Impact of perinatal hypertonic NaCl access on adult offspring’s sodium intake and angiotensin and vasopressin systems under hypertension model

Perinatal natriophilia has programming effects on blood pressure control, inducing anatomical and molecular changes in the kidney and brain that impair blood pressure reestablishment after a pressor challenge, such as an osmotic stimulation. However, the imprinted effect of voluntary sodium consumption during this period on the development of hypertension is unclear. To evaluate this, we studied the effect of deoxycorticosterone acetate and high-salt diet (DOCA-salt) treatment on blood pressure and sodium intake responses, and gene expression in the kidney and brain in adult offspring exposed to voluntary hypertonic sodium consumption during the perinatal period (PM-NaCl group). Male PM-NaCl rats consumed more sodium than controls (PM-Ctrol group) during DOCA treatment. However, the hypertension induced did not differ between the PM-NaCl and PM-Ctrol groups. This behavioral change was accompanied by a higher angiotensin type 1 receptor (Agtr1a) gene expression at brain level in the subfornical organ and the hypothalamic paraventricular nucleus of PM-NaCl, areas key to the modulation of salt appetite and autonomic function.
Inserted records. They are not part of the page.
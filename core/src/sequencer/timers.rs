//! Scheduled reveal timers
//!
//! A `ScheduledTimer` is one pending firing. Repeating timers are re-armed by
//! the sequencer after they fire, one period after their previous deadline,
//! so a host that wakes up late still sees every tick in order.
//!
//! # Lifecycle
//!
//! 1. `start_celebration` schedules the candle tick and the balloon phase start
//! 2. `advance_to(now)` pops every timer due at or before `now`
//! 3. The sequencer re-arms repeating timers or lets them lapse
//! 4. `dispose` clears the queue

use birthday_types::Millis;

/// Which reveal step a timer drives. At most one timer per key is pending.
#[derive(Debug, Clone, Copy, PartialEq, Eq, Hash)]
pub enum TimerKey {
    /// Phase A: light the next candle
    CandleTick,
    /// One-shot that arms the balloon tick
    BalloonPhaseStart,
    /// Phase B: pop the next balloon
    BalloonTick,
}

/// A pending timer firing
#[derive(Debug, Clone, Copy, PartialEq, Eq)]
pub struct ScheduledTimer {
    pub key: TimerKey,
    pub due_at: Millis,
    /// Re-arm period for repeating timers
    pub period: Option<Millis>,
    /// Scheduling order, breaks ties between equal deadlines
    seq: u64,
}

impl ScheduledTimer {
    /// Deadline of the next firing if this timer repeats
    pub fn next_due(&self) -> Option<Millis> {
        self.period.map(|period| self.due_at + period)
    }
}

/// Pending timers ordered by deadline, then scheduling order.
#[derive(Debug, Clone, Default)]
pub struct TimerQueue {
    timers: Vec<ScheduledTimer>,
    next_seq: u64,
}

impl TimerQueue {
    pub fn new() -> Self {
        Self::default()
    }

    /// Schedule `key`, replacing any pending timer with the same key.
    pub fn schedule(&mut self, key: TimerKey, due_at: Millis, period: Option<Millis>) {
        self.cancel(key);

        let timer = ScheduledTimer {
            key,
            due_at,
            period,
            seq: self.next_seq,
        };
        self.next_seq += 1;

        let pos = self
            .timers
            .binary_search_by(|t| (t.due_at, t.seq).cmp(&(timer.due_at, timer.seq)))
            .unwrap_or_else(|pos| pos);
        self.timers.insert(pos, timer);
    }

    /// Remove the pending timer for `key`. Returns true if one was pending.
    pub fn cancel(&mut self, key: TimerKey) -> bool {
        let len_before = self.timers.len();
        self.timers.retain(|t| t.key != key);
        self.timers.len() != len_before
    }

    /// Pop the earliest timer due at or before `now`.
    pub fn pop_due(&mut self, now: Millis) -> Option<ScheduledTimer> {
        match self.timers.first() {
            Some(timer) if timer.due_at <= now => Some(self.timers.remove(0)),
            _ => None,
        }
    }

    pub fn next_deadline(&self) -> Option<Millis> {
        self.timers.first().map(|t| t.due_at)
    }

    pub fn contains(&self, key: TimerKey) -> bool {
        self.timers.iter().any(|t| t.key == key)
    }

    pub fn clear(&mut self) {
        self.timers.clear();
    }

    pub fn is_empty(&self) -> bool {
        self.timers.is_empty()
    }

    pub fn len(&self) -> usize {
        self.timers.len()
    }
}

#[cfg(test)]
mod tests {
    use super::*;

    #[test]
    fn pops_in_deadline_order() {
        let mut queue = TimerQueue::new();
        queue.schedule(TimerKey::BalloonTick, 1500, Some(500));
        queue.schedule(TimerKey::CandleTick, 500, Some(500));
        queue.schedule(TimerKey::BalloonPhaseStart, 1000, None);

        assert_eq!(queue.next_deadline(), Some(500));
        assert_eq!(queue.pop_due(2000).unwrap().key, TimerKey::CandleTick);
        assert_eq!(queue.pop_due(2000).unwrap().key, TimerKey::BalloonPhaseStart);
        assert_eq!(queue.pop_due(2000).unwrap().key, TimerKey::BalloonTick);
        assert!(queue.pop_due(2000).is_none());
    }

    #[test]
    fn equal_deadlines_fire_in_scheduling_order() {
        let mut queue = TimerQueue::new();
        queue.schedule(TimerKey::BalloonPhaseStart, 2500, None);
        queue.schedule(TimerKey::CandleTick, 2500, Some(500));

        assert_eq!(queue.pop_due(2500).unwrap().key, TimerKey::BalloonPhaseStart);
        assert_eq!(queue.pop_due(2500).unwrap().key, TimerKey::CandleTick);
    }

    #[test]
    fn nothing_pops_before_deadline() {
        let mut queue = TimerQueue::new();
        queue.schedule(TimerKey::CandleTick, 500, Some(500));

        assert!(queue.pop_due(499).is_none());
        assert_eq!(queue.len(), 1);
        assert!(queue.pop_due(500).is_some());
        assert!(queue.is_empty());
    }

    #[test]
    fn rescheduling_replaces_pending_timer() {
        let mut queue = TimerQueue::new();
        queue.schedule(TimerKey::CandleTick, 500, Some(500));
        queue.schedule(TimerKey::CandleTick, 900, Some(500));

        assert_eq!(queue.len(), 1);
        assert_eq!(queue.next_deadline(), Some(900));
    }

    #[test]
    fn cancel_and_clear() {
        let mut queue = TimerQueue::new();
        queue.schedule(TimerKey::CandleTick, 500, Some(500));
        queue.schedule(TimerKey::BalloonPhaseStart, 2500, None);

        assert!(queue.cancel(TimerKey::CandleTick));
        assert!(!queue.cancel(TimerKey::CandleTick));
        assert!(queue.contains(TimerKey::BalloonPhaseStart));

        queue.clear();
        assert!(queue.is_empty());
        assert_eq!(queue.next_deadline(), None);
    }

    #[test]
    fn repeating_timer_reports_next_deadline() {
        let mut queue = TimerQueue::new();
        queue.schedule(TimerKey::CandleTick, 500, Some(500));
        queue.schedule(TimerKey::BalloonPhaseStart, 2500, None);

        assert_eq!(queue.pop_due(500).unwrap().next_due(), Some(1000));
        assert_eq!(queue.pop_due(2500).unwrap().next_due(), None);
    }
}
At renal level, programmed animals showed differing responses in gene expression induced by DOCA-salt treatment compared to the PM-Ctrol group, such as expression of Agtr1a, transient receptor potential vanilloid type 1 channel in the medulla and vasopressin 2 receptor in the renal cortex. The data indicates that the availability of a rich source of sodium during the perinatal period induces a long-term effect in DOCA-salt treated rats, modifying behavioral, brain and renal responses, suggesting that this early sodium exposure affects the vulnerability of the organisms to chronic non-communicable diseases mainly caused by changes in sodium intake and the regulatory mechanisms of the angiotensin and vasopressin systems.